┌─ DATA

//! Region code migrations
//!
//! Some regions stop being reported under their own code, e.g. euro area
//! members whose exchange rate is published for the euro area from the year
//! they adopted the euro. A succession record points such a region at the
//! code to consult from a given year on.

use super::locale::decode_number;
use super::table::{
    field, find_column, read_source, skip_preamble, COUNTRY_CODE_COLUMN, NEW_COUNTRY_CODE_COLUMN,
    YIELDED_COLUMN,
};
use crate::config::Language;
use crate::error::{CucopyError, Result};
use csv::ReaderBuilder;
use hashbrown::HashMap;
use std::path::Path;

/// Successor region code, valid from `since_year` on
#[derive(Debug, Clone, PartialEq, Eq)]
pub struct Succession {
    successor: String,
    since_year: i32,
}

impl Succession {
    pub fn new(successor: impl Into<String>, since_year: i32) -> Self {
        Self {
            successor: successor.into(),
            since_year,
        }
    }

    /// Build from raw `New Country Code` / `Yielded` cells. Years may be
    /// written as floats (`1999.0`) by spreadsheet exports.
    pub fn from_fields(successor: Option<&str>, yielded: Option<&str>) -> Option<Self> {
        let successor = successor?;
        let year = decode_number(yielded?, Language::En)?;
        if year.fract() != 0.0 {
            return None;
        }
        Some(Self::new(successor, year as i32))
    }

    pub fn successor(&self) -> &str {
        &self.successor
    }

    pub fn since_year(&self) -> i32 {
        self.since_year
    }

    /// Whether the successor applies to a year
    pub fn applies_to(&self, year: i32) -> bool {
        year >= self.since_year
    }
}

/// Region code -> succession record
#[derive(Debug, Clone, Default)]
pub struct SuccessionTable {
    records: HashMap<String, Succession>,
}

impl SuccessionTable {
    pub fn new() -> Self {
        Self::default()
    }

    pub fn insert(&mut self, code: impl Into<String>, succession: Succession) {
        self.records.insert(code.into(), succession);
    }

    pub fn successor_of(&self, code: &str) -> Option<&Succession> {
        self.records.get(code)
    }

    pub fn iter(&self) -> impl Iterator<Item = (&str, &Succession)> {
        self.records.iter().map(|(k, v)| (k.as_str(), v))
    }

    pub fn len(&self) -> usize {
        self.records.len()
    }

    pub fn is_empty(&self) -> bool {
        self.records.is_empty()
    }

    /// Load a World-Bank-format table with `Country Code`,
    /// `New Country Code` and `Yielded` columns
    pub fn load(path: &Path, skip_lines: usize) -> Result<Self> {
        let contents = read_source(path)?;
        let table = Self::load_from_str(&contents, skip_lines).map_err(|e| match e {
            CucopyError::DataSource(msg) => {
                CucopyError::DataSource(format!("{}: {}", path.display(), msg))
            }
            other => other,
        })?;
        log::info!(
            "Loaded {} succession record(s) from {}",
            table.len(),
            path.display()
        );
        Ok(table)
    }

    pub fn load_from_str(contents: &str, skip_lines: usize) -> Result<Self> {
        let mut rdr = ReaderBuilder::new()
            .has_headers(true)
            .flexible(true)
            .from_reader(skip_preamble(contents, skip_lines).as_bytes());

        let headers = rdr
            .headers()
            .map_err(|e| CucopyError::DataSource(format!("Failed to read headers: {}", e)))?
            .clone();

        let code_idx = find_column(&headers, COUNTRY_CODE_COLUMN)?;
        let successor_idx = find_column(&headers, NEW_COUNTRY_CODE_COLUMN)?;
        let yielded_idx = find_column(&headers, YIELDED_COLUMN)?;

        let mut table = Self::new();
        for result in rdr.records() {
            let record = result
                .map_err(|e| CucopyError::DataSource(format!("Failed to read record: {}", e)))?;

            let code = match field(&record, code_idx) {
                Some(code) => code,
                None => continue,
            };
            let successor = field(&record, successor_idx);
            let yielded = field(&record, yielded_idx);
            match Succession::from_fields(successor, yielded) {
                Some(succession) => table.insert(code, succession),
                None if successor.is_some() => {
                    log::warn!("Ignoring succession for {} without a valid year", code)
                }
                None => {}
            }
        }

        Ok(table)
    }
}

└─

# [REQUIRED ACTION]
From the start of the data to the line that holds "Years may be", retype each line exactly, with both ends included.

# [RESULT BELOW]
//! Region code migrations
//!
//! Some regions stop being reported under their own code, e.g. euro area
//! members whose exchange rate is published for the euro area from the year
//! they adopted the euro. A succession record points such a region at the
//! code to consult from a given year on.

use super::locale::decode_number;
use super::table::{
    field, find_column, read_source, skip_preamble, COUNTRY_CODE_COLUMN, NEW_COUNTRY_CODE_COLUMN,
    YIELDED_COLUMN,
};
use crate::config::Language;
use crate::error::{CucopyError, Result};
use csv::ReaderBuilder;
use hashbrown::HashMap;
use std::path::Path;

/// Successor region code, valid from `since_year` on
#[derive(Debug, Clone, PartialEq, Eq)]
pub struct Succession {
    successor: String,
    since_year: i32,
}

impl Succession {
    pub fn new(successor: impl Into<String>, since_year: i32) -> Self {
        Self {
            successor: successor.into(),
            since_year,
        }
    }

    /// Build from raw `New Country Code` / `Yielded` cells. Years may be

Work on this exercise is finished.